So far, only Honda offers a CNG vehicle in the US.
It's Civic GX which has been the greenest car in the country practically since it was introduced in 1997. (A $25,000 price tag is trimmed by a $4,000 federal tax incentive.)
It may also be one of the cheapest cars to operate. With a home fueling unit, the Civic GX can be filled up at $1-1.50 per gallon equivalent, according to John German, American Honda’s environment and energy analysis manager.
Little wonder the stock of CNG-compatible cars is growing worldwide. Currently just one percent of the global vehicle stock, they make up 24 percent of vehicles in Argentina.
Natural Gas Prized by Power Sector
But this new demand from the transportation sector, overlaps—and possibly conflicts—with its growing popularity for electricity generation.
Roughly one-third of US gas consumption goes to generate power and that is projected to keep growing. (Gas produced one per cent of New England’s power in 1980; now it supplies more than 40 percent.)
That’s driving growing imports of liquidified natural gas (LNG), currently just three percent of total gas use (the rest is from North America) but soon expected to rise to 20 percent.
That’s why boosting domestic gas production is critical, argues McClendon, especially fast growing unconventional sources, which has soared 65 percent in the last decade.

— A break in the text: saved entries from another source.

pub mod outbound;

pub use outbound::{SendEmailHandler, StoreBackedHandler};
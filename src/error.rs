use axum::{
    Json,
    http::{HeaderValue, StatusCode},
    response::{IntoResponse, Response},
};
use serde::Serialize;
use thiserror::Error;

/// Header carrying the protocol error-type identifier on every error response.
pub const ERROR_TYPE_HEADER: &str = "x-amzn-errortype";

/// The fixed catalog of SendEmail error kinds.
///
/// Each kind is bound to an HTTP status code and a protocol error-type
/// string. The catalog mirrors the common errors shared by every operation
/// of the real service plus the kinds specific to SendEmail.
#[derive(Debug, Clone, Copy, PartialEq, Eq, Hash)]
pub enum ErrorKind {
    AccessDenied,
    ExpiredToken,
    IncompleteSignature,
    InternalFailure,
    MalformedHttpRequest,
    NotAuthorized,
    OptInRequired,
    RequestAborted,
    RequestEntityTooLarge,
    RequestExpired,
    RequestTimeout,
    ServiceUnavailable,
    Throttling,
    UnrecognizedClient,
    UnknownOperation,
    ValidationError,
    AccountSuspended,
    BadRequest,
    LimitExceeded,
    MailFromDomainNotVerified,
    MessageRejected,
    NotFound,
    SendingPaused,
    TooManyRequests,
}

impl ErrorKind {
    /// Every kind in the catalog.
    pub const ALL: [Self; 24] = [
        Self::AccessDenied,
        Self::ExpiredToken,
        Self::IncompleteSignature,
        Self::InternalFailure,
        Self::MalformedHttpRequest,
        Self::NotAuthorized,
        Self::OptInRequired,
        Self::RequestAborted,
        Self::RequestEntityTooLarge,
        Self::RequestExpired,
        Self::RequestTimeout,
        Self::ServiceUnavailable,
        Self::Throttling,
        Self::UnrecognizedClient,
        Self::UnknownOperation,
        Self::ValidationError,
        Self::AccountSuspended,
        Self::BadRequest,
        Self::LimitExceeded,
        Self::MailFromDomainNotVerified,
        Self::MessageRejected,
        Self::NotFound,
        Self::SendingPaused,
        Self::TooManyRequests,
    ];

    /// The HTTP status code fixed for this kind.
    #[must_use]
    pub const fn status_code(self) -> StatusCode {
        match self {
            Self::AccessDenied
            | Self::ExpiredToken
            | Self::IncompleteSignature
            | Self::OptInRequired
            | Self::UnrecognizedClient => StatusCode::FORBIDDEN,
            Self::InternalFailure => StatusCode::INTERNAL_SERVER_ERROR,
            Self::MalformedHttpRequest
            | Self::RequestAborted
            | Self::RequestExpired
            | Self::Throttling
            | Self::ValidationError
            | Self::AccountSuspended
            | Self::BadRequest
            | Self::LimitExceeded
            | Self::MailFromDomainNotVerified
            | Self::MessageRejected
            | Self::SendingPaused => StatusCode::BAD_REQUEST,
            Self::NotAuthorized => StatusCode::UNAUTHORIZED,
            Self::RequestEntityTooLarge => StatusCode::PAYLOAD_TOO_LARGE,
            Self::RequestTimeout => StatusCode::REQUEST_TIMEOUT,
            Self::ServiceUnavailable => StatusCode::SERVICE_UNAVAILABLE,
            Self::UnknownOperation | Self::NotFound => StatusCode::NOT_FOUND,
            Self::TooManyRequests => StatusCode::TOO_MANY_REQUESTS,
        }
    }

    /// The protocol error-type string fixed for this kind.
    #[must_use]
    pub const fn error_type(self) -> &'static str {
        match self {
            Self::AccessDenied => "AccessDeniedException",
            Self::ExpiredToken => "ExpiredTokenException",
            Self::IncompleteSignature => "IncompleteSignature",
            Self::InternalFailure => "InternalFailure",
            Self::MalformedHttpRequest => "MalformedHttpRequestException",
            Self::NotAuthorized => "NotAuthorized",
            Self::OptInRequired => "OptInRequired",
            Self::RequestAborted => "RequestAbortedException",
            Self::RequestEntityTooLarge => "RequestEntityTooLargeException",
            Self::RequestExpired => "RequestExpired",
            Self::RequestTimeout => "RequestTimeoutException",
            Self::ServiceUnavailable => "ServiceUnavailable",
            Self::Throttling => "ThrottlingException",
            Self::UnrecognizedClient => "UnrecognizedClientException",
            Self::UnknownOperation => "UnknownOperationException",
            Self::ValidationError => "ValidationError",
            Self::AccountSuspended => "AccountSuspendedException",
            Self::BadRequest => "BadRequestException",
            Self::LimitExceeded => "LimitExceededException",
            Self::MailFromDomainNotVerified => "MailFromDomainNotVerifiedException",
            Self::MessageRejected => "MessageRejected",
            Self::NotFound => "NotFoundException",
            Self::SendingPaused => "SendingPausedException",
            Self::TooManyRequests => "TooManyRequestsException",
        }
    }

    /// Looks up a kind by its protocol error-type string.
    #[must_use]
    pub fn from_error_type(name: &str) -> Option<Self> {
        Self::ALL.into_iter().find(|kind| kind.error_type() == name)
    }
}

/// A typed error returned by a send handler.
///
/// The status code and error-type string come from the kind; the message is
/// free text carried in the response body.
#[derive(Debug, Clone, Error)]
#[error("{}: {}", .kind.error_type(), .message)]
pub struct SendError {
    pub kind: ErrorKind,
    pub message: String,
}

impl SendError {
    #[must_use]
    pub const fn new(kind: ErrorKind) -> Self {
        Self { kind, message: String::new() }
    }

    #[must_use]
    pub fn with_message(kind: ErrorKind, message: impl Into<String>) -> Self {
        Self { kind, message: message.into() }
    }
}

impl From<ErrorKind> for SendError {
    fn from(kind: ErrorKind) -> Self {
        Self::new(kind)
    }
}

#[derive(Debug, Serialize)]
struct ErrorBody {
    message: String,
}

impl IntoResponse for SendError {
    fn into_response(self) -> Response {
        tracing::debug!(error_type = self.kind.error_type(), message = %self.message, "send request failed");
        let mut response =
            (self.kind.status_code(), Json(ErrorBody { message: self.message })).into_response();
        response.headers_mut().insert(ERROR_TYPE_HEADER, HeaderValue::from_static(self.kind.error_type()));
        response
    }
}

Tapping these sources comes from new technologies, including improved horizontal drilling. (One example: gas is now being sucked from underneath Dallas-Fort Worth’s airport and “the drilling rigs.... are headed toward downtown," says the Department of Energy.)
John Felmy, chief economist of the American Petroleum Institute, says the Chesapeake study usefully highlights the importance of opening up more roughly 80 percent of US territory – both on and off-shore – that is closed to exploration.
But McClendon acknowledges current gang-buster unconventional gas production, should keep supply growing five percent a year for the next decade - even without opening up more public land.
Crowding Out Gas-Dependent Industry
McClendon says the US could convert 10 percent of our vehicle fleet to CNG within eight years, and only increase overall natural gas consumption by one percent.
Dow Chemicals’ Wells is not so sure about that, and he questions the even more fundamental assumption that gas will always be cheaper than oil.
He notes they were at rough parity between January 2003 and December 2005 and that gas prices were far more volatile than oil.
Increased demand will also ratchet up gas prices for both residential and business users, particularly harming industries dependent on gas for energy and feedstocks, such as chemicals and plastics, he says.
Rising prices are already taking a toll on US-based business. Foreign-sourced natural gas is far cheaper than US-produced gas - even LNG imports are two times cheaper $4-4.50 vs average US price of $10) - putting US industry at a significant disadvantage, noted Wells.
The spike in gas prices since 2001 has forced many US companies with “global market share ambitions” to relocate overseas, a trend he said would only accelerate with Pickens (and Chesapeake’s) plan, according to Wells.
“We want to invest in the US, but there must be an appropriate value proposition,” he said, noting Dow’s 2002 US sales outstripped those Germany (its second largest market), by more than six to one.
Today more than two-thirds of Dow’s total sales are generated outside the U.S.